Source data
————————

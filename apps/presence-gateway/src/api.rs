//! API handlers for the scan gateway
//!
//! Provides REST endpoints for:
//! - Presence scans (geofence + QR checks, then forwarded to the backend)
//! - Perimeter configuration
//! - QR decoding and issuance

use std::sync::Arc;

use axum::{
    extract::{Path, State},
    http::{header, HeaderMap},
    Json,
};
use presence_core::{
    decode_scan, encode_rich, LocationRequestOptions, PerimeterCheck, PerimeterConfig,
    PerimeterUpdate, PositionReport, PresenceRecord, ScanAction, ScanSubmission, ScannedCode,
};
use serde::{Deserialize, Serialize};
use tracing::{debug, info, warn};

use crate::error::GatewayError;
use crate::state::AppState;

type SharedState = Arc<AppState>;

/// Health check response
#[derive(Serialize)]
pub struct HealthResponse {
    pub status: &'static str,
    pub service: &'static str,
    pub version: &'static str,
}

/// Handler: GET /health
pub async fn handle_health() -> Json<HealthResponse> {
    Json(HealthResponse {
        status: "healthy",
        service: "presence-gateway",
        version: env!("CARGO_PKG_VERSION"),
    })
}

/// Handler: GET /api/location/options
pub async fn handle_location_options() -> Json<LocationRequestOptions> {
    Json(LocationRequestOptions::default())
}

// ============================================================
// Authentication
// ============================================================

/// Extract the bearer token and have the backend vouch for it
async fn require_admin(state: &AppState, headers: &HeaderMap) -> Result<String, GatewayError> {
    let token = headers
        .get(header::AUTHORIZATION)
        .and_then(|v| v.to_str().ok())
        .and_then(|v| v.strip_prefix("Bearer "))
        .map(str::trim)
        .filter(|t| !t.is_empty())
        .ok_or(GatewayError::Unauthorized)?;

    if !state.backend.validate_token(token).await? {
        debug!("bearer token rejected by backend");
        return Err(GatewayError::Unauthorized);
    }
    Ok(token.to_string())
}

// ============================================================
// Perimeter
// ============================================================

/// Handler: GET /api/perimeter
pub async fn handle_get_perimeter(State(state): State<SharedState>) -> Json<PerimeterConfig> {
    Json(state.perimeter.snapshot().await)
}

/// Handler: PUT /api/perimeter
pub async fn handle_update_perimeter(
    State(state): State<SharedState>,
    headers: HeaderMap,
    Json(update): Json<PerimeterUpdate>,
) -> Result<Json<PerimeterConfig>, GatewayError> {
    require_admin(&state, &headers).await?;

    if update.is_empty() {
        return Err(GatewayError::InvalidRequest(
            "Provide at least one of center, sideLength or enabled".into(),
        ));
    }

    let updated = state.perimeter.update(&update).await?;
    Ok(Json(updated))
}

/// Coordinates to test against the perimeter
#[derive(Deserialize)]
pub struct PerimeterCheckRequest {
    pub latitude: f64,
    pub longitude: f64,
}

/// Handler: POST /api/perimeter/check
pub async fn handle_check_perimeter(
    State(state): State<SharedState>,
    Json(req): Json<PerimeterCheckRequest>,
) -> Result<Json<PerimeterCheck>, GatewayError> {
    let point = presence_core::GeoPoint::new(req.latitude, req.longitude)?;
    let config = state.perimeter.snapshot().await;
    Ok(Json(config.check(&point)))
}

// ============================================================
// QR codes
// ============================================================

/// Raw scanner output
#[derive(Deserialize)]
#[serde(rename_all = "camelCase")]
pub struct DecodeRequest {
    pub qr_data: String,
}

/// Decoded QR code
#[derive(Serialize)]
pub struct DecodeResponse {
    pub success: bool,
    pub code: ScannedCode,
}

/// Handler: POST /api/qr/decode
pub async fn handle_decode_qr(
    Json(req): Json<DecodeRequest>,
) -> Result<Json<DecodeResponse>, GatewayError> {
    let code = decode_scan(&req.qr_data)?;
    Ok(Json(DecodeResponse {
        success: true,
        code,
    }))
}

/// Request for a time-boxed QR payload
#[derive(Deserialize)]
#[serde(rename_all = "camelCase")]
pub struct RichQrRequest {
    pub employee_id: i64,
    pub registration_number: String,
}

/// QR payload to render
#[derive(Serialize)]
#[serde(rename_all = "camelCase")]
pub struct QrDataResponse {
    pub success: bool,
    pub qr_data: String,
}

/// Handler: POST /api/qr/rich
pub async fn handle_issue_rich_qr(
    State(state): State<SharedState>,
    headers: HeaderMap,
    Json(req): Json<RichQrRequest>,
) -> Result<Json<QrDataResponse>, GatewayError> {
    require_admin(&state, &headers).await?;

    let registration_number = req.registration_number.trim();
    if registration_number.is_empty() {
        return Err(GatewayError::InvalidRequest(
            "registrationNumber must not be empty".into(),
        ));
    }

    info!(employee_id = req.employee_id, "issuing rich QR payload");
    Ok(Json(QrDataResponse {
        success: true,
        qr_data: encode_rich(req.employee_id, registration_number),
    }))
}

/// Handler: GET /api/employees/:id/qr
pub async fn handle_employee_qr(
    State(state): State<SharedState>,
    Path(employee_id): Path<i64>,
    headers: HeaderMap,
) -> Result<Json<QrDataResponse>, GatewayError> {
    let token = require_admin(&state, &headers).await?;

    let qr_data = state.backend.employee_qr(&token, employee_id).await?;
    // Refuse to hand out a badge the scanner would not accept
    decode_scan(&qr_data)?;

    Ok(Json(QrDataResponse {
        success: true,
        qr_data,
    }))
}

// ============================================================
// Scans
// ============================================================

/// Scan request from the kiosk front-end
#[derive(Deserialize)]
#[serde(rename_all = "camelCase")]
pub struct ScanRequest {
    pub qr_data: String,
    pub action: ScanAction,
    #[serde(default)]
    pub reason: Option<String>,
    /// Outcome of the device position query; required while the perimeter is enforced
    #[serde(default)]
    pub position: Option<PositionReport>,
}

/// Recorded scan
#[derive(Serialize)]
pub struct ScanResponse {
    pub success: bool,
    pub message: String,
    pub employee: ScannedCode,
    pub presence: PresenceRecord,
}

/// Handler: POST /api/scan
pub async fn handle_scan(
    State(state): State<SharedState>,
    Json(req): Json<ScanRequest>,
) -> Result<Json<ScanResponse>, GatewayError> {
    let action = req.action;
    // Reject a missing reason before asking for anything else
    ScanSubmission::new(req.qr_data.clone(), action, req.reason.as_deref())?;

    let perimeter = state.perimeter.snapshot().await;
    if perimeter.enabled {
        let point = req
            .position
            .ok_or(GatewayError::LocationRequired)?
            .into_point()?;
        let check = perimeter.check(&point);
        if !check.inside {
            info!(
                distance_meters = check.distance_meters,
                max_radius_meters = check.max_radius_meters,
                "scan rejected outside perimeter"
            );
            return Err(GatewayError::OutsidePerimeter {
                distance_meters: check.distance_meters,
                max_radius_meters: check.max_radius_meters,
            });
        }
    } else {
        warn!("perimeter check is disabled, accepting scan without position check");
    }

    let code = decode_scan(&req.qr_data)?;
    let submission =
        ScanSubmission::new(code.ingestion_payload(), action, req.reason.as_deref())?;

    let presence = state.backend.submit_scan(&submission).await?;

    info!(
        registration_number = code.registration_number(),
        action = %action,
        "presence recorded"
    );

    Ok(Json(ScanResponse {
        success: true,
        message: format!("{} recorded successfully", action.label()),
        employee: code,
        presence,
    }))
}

————————

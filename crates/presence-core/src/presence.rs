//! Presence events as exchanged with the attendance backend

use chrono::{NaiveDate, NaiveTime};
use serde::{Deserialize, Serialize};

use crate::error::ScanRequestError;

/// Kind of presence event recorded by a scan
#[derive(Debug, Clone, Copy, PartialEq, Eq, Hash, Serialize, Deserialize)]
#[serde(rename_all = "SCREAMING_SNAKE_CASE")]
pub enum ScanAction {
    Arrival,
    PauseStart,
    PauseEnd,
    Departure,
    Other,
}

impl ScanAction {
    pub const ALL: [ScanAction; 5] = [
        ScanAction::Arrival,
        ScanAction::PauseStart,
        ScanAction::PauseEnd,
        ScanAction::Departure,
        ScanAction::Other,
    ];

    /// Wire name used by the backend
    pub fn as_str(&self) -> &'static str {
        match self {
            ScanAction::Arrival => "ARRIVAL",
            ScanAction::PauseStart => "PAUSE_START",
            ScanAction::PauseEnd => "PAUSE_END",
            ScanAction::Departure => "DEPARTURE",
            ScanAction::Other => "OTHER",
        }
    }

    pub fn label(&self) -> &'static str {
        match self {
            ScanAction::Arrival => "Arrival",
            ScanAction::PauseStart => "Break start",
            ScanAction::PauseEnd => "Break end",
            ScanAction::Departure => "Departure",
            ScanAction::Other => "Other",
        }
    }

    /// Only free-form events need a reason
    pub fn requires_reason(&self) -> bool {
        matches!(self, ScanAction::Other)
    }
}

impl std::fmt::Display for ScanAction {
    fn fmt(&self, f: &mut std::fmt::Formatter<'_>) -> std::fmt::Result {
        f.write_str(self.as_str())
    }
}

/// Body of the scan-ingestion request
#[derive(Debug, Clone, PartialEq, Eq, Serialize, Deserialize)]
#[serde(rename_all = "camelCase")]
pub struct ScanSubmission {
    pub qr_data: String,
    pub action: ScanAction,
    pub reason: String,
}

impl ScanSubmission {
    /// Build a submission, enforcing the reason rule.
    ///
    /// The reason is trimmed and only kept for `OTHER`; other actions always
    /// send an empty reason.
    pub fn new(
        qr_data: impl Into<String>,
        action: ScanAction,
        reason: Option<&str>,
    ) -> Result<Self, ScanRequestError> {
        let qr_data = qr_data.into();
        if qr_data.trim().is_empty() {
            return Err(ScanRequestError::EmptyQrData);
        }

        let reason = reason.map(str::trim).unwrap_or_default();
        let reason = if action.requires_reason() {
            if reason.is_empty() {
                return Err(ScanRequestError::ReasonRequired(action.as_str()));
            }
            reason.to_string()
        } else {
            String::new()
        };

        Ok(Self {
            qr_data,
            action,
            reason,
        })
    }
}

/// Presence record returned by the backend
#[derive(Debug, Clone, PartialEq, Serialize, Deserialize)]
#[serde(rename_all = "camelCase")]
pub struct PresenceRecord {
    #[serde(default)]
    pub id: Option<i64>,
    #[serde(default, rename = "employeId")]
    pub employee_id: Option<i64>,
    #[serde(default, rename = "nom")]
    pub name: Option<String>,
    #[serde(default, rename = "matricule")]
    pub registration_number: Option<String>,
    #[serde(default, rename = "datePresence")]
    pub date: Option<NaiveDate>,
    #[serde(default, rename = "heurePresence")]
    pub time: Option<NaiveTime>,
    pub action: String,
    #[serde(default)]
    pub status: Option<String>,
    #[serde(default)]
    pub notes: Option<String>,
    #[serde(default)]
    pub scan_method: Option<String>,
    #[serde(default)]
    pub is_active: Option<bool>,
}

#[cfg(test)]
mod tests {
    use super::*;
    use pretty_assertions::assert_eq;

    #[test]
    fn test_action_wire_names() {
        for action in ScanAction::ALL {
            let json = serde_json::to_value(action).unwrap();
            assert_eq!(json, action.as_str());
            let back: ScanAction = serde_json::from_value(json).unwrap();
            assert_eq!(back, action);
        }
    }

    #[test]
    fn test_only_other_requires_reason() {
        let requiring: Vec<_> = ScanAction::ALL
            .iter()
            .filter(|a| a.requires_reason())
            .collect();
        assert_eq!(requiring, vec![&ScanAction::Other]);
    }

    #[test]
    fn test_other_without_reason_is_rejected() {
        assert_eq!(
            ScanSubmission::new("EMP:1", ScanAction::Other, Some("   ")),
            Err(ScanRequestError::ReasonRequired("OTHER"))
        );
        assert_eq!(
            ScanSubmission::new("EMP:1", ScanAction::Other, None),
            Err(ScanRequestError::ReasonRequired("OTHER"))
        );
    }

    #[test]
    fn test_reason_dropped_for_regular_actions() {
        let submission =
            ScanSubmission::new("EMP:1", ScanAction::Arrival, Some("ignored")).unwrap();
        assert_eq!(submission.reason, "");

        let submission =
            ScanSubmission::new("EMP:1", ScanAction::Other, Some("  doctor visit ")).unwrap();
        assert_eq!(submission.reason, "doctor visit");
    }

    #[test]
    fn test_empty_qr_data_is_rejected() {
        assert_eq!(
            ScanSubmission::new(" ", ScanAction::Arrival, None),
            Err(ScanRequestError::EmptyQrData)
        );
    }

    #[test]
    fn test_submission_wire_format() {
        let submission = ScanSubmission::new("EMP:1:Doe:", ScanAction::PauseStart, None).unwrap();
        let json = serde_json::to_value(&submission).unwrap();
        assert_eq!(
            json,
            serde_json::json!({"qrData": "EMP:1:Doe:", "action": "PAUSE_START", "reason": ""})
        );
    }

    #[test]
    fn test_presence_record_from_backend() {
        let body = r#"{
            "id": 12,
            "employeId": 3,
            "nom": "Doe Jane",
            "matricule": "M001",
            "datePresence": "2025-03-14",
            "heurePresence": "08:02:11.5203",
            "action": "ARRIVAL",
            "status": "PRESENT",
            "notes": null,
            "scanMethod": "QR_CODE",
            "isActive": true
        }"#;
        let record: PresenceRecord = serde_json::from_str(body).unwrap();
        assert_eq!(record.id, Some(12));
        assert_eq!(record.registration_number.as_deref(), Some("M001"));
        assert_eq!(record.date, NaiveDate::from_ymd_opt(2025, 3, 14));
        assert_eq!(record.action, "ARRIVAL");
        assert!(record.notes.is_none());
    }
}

————————

Aim of the task. Count the lines above that include the word "HealthResponse". Reply with that number alone.

Expected output. 3